Migration migrations/0003-add-employee-email.sql
is similar
to Alice’s migration, expect that it configures the index differently.
Bob’s index forces contact email addresses to be unique, and uses
lower
so support case-insensitive searching. Note that it
also uses migration index 3, as it is a migration from state 2 to state
3.
ALTER TABLE employee
ADD COLUMN email TEXT;
CREATE UNIQUE INDEX employee_email_index
ON employee(lower(email))
WHERE email IS NOT NULL;
Note that I would normally name this index
employee_lower_email_unique
, but I do not use this name
because I want a merge conflict.
Bob adds this migration, links it, and sets it read-only.
$ ./bin/codd add migrations/0003-add-employee-email.sql
$ ln -s \
../var/codd-migrations/...-0003-add-employee-email.sql \
migrations/0003-add-employee-email.sql
$ chmod 0444 var/codd-migrations/*
The following commands create a commit (in the bob
branch) that includes this migration and the resulting snapshot.
$ git add migrations var
$ git commit -m 'Add migration 0003-add-employee-email'
Bob then does further work on the feature. This work may include conflicts with Alice’s work, so I represent this with a simple addition of a README.

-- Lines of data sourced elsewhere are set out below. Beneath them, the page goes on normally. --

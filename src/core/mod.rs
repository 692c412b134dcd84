// 核心数据结构和类型定义

pub mod clock;
pub mod config;
pub mod error;
pub mod types;

pub use clock::*;
pub use config::*;
pub use error::*;
pub use types::*;
use parking_lot::Mutex;
use std::sync::Arc;
use std::time::Instant;

/// 音频时钟 - 由音频拉取管线驱动的播放位置
///
/// 音频回调每解码一个数据包就用它的 PTS 校准一次，两次校准之间按墙钟外推。
/// 视频渲染循环只读取它用于记录音画偏差，不据此调整节奏。
#[derive(Clone)]
pub struct AudioClock {
    inner: Arc<Mutex<ClockInner>>,
}

struct ClockInner {
    base_pts: i64,         // 基准 PTS（毫秒）
    base_instant: Instant, // 基准时刻
    started: bool,
}

impl AudioClock {
    pub fn new() -> Self {
        Self {
            inner: Arc::new(Mutex::new(ClockInner {
                base_pts: 0,
                base_instant: Instant::now(),
                started: false,
            })),
        }
    }

    /// 获取当前播放时间（毫秒），尚未校准时返回 None
    pub fn now(&self) -> Option<i64> {
        let inner = self.inner.lock();
        if !inner.started {
            return None;
        }
        let elapsed = inner.base_instant.elapsed().as_millis() as i64;
        Some(inner.base_pts + elapsed)
    }

    /// 用新的 PTS 校准时钟
    pub fn set_time(&self, pts: i64) {
        let mut inner = self.inner.lock();
        inner.base_pts = pts;
        inner.base_instant = Instant::now();
        inner.started = true;
    }

    pub fn is_started(&self) -> bool {
        self.inner.lock().started
    }
}

impl Default for AudioClock {
    fn default() -> Self {
        Self::new()
    }
}
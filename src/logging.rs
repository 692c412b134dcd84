//! 日志初始化

use env_logger::Builder;
use log::LevelFilter;

/// 默认 Info 级别，wgpu 只保留错误；`filters` 为 RUST_LOG 语法，优先级最高
pub fn builder(filters: Option<&str>) -> Builder {
    let mut builder = Builder::new();
    builder
        .filter_level(LevelFilter::Info)
        // 过滤掉 wgpu_hal 和 wgpu_core 的警告日志，减少日志噪音
        .filter_module("wgpu_hal", LevelFilter::Error)
        .filter_module("wgpu_core", LevelFilter::Error);
    if let Some(filters) = filters {
        builder.parse_filters(filters);
    }
    builder
}
use crate::core::{OverflowPolicy, Packet, QueueLimit, Result};
use crate::player::quit::QuitFlag;
use log::debug;
use parking_lot::{Condvar, Mutex};
use std::collections::VecDeque;

/// `get` 的结果
#[derive(Debug, PartialEq, Eq)]
pub enum Pop {
    /// 取到队首数据包
    Packet(Packet),
    /// 队列为空（非阻塞模式）
    Empty,
    /// 退出标志已置位
    Stopped,
}

/// `put` 的结果
#[derive(Debug, Clone, Copy, PartialEq, Eq)]
pub enum Put {
    Queued,
    /// 入队前按 DropOldest 策略丢弃了若干旧包
    Evicted(usize),
    /// 等待空间时退出标志被置位，数据包未入队
    Stopped,
}

struct QueueInner {
    packets: VecDeque<Packet>,
    total_bytes: usize,
}

/// 数据包队列 - 解复用线程与音频回调之间唯一共享的可变状态
///
/// - FIFO，从不重排
/// - `count == 0 ⇔ total_bytes == 0`
/// - 阻塞的 `get` 只会被新数据包或退出标志唤醒
pub struct PacketQueue {
    inner: Mutex<QueueInner>,
    not_empty: Condvar,
    not_full: Condvar,
    quit: QuitFlag,
    limit: Option<QueueLimit>,
}

impl PacketQueue {
    /// 无上限队列
    pub fn new(quit: QuitFlag) -> Self {
        Self::with_limit(quit, None)
    }

    pub fn with_limit(quit: QuitFlag, limit: Option<QueueLimit>) -> Self {
        Self {
            inner: Mutex::new(QueueInner {
                packets: VecDeque::new(),
                total_bytes: 0,
            }),
            not_empty: Condvar::new(),
            not_full: Condvar::new(),
            quit,
            limit,
        }
    }

    /// 追加到队尾
    ///
    /// 只有在为新节点分配内存失败时才返回错误；调用方应把它当作丢包处理。
    pub fn put(&self, packet: Packet) -> Result<Put> {
        let size = packet.size();
        let mut inner = self.inner.lock();
        let mut outcome = Put::Queued;

        if let Some(limit) = self.limit {
            match limit.policy {
                OverflowPolicy::Block => {
                    while !inner.packets.is_empty() && inner.total_bytes + size > limit.max_bytes {
                        if self.quit.is_raised() {
                            return Ok(Put::Stopped);
                        }
                        self.not_full.wait(&mut inner);
                    }
                }
                OverflowPolicy::DropOldest => {
                    let mut evicted = 0;
                    while inner.total_bytes + size > limit.max_bytes {
                        match inner.packets.pop_front() {
                            Some(old) => {
                                inner.total_bytes -= old.size();
                                evicted += 1;
                            }
                            None => break,
                        }
                    }
                    if evicted > 0 {
                        debug!("队列已满，丢弃 {} 个旧数据包", evicted);
                        outcome = Put::Evicted(evicted);
                    }
                }
            }
        }

        inner.packets.try_reserve(1)?;
        inner.packets.push_back(packet);
        inner.total_bytes += size;
        self.not_empty.notify_one();

        Ok(outcome)
    }

    /// 取出队首数据包
    ///
    /// 退出标志优先：置位后即使队列非空也返回 `Pop::Stopped`。
    /// 标志在睡眠前和每次醒来后都会检查。
    pub fn get(&self, block: bool) -> Pop {
        let mut inner = self.inner.lock();
        loop {
            if self.quit.is_raised() {
                return Pop::Stopped;
            }

            if let Some(packet) = inner.packets.pop_front() {
                inner.total_bytes -= packet.size();
                if self.limit.is_some() {
                    self.not_full.notify_one();
                }
                return Pop::Packet(packet);
            }

            if !block {
                return Pop::Empty;
            }

            self.not_empty.wait(&mut inner);
        }
    }

    /// 唤醒所有阻塞在队列上的线程（置位退出标志后调用）
    ///
    /// 持锁通知，保证不会与正在检查标志、准备睡眠的线程错过。
    pub fn wake_all(&self) {
        let _inner = self.inner.lock();
        self.not_empty.notify_all();
        self.not_full.notify_all();
    }

    /// 清空队列，返回丢弃的数据包数
    pub fn clear(&self) -> usize {
        let mut inner = self.inner.lock();
        let dropped = inner.packets.len();
        inner.packets.clear();
        inner.total_bytes = 0;
        self.not_full.notify_all();
        dropped
    }

    pub fn len(&self) -> usize {
        self.inner.lock().packets.len()
    }

    pub fn is_empty(&self) -> bool {
        self.inner.lock().packets.is_empty()
    }

    pub fn total_bytes(&self) -> usize {
        self.inner.lock().total_bytes
    }

    /// (count, total_bytes) 的一致快照
    pub fn stats(&self) -> (usize, usize) {
        let inner = self.inner.lock();
        (inner.packets.len(), inner.total_bytes)
    }

    pub fn quit_flag(&self) -> &QuitFlag {
        &self.quit
    }
}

$ echo "Bob was here!" > README.md
$ git add README.md
$ git commit -m 'Add README'
Bob finishes development before Alice and merges to the
main
branch.
$ git checkout main
$ git merge bob
Alice (2)
Alice inspects the new commits to main
and decides to
incorporate them in the alice
branch.
$ git checkout alice
$ source config/codd-alice.sh
Before doing anything, Alice’s version of the email migration is in
the Codd migration directory, and there is a link to it in the
migrations
directory. The Codd snapshot directory contains
the state of the database with this migration.
When rebasing on main
, Git merges Bob’s migration and
snapshot with Alice’s at a line level. Since the same index is
configured differently, there are merge conflicts.
$ git rebase main
File migrations/0003-add-employee-email.sql
has a merge
conflict. It is a link to a migration file in the
var/codd-migrations
directory. The link from the
main
branch, merged from the bob
branch,
points to Bob’s migration, while the link from the alice
brand points to Alice’s migration. The actual migration files in
var/codd-migrations
do not have merge conflicts because
Codd timestamps them and they have different timestamps.
File
var/codd-schema/schemas/public/tables/employee/indexes/employee_email_index
also has a merge conflict. The JSON is minimized, so the full lines are
marked as different. This is not very user friendly. (I created issue #137 about
this.) The following commands show the differences. I change to the
directory just so the command is not too long.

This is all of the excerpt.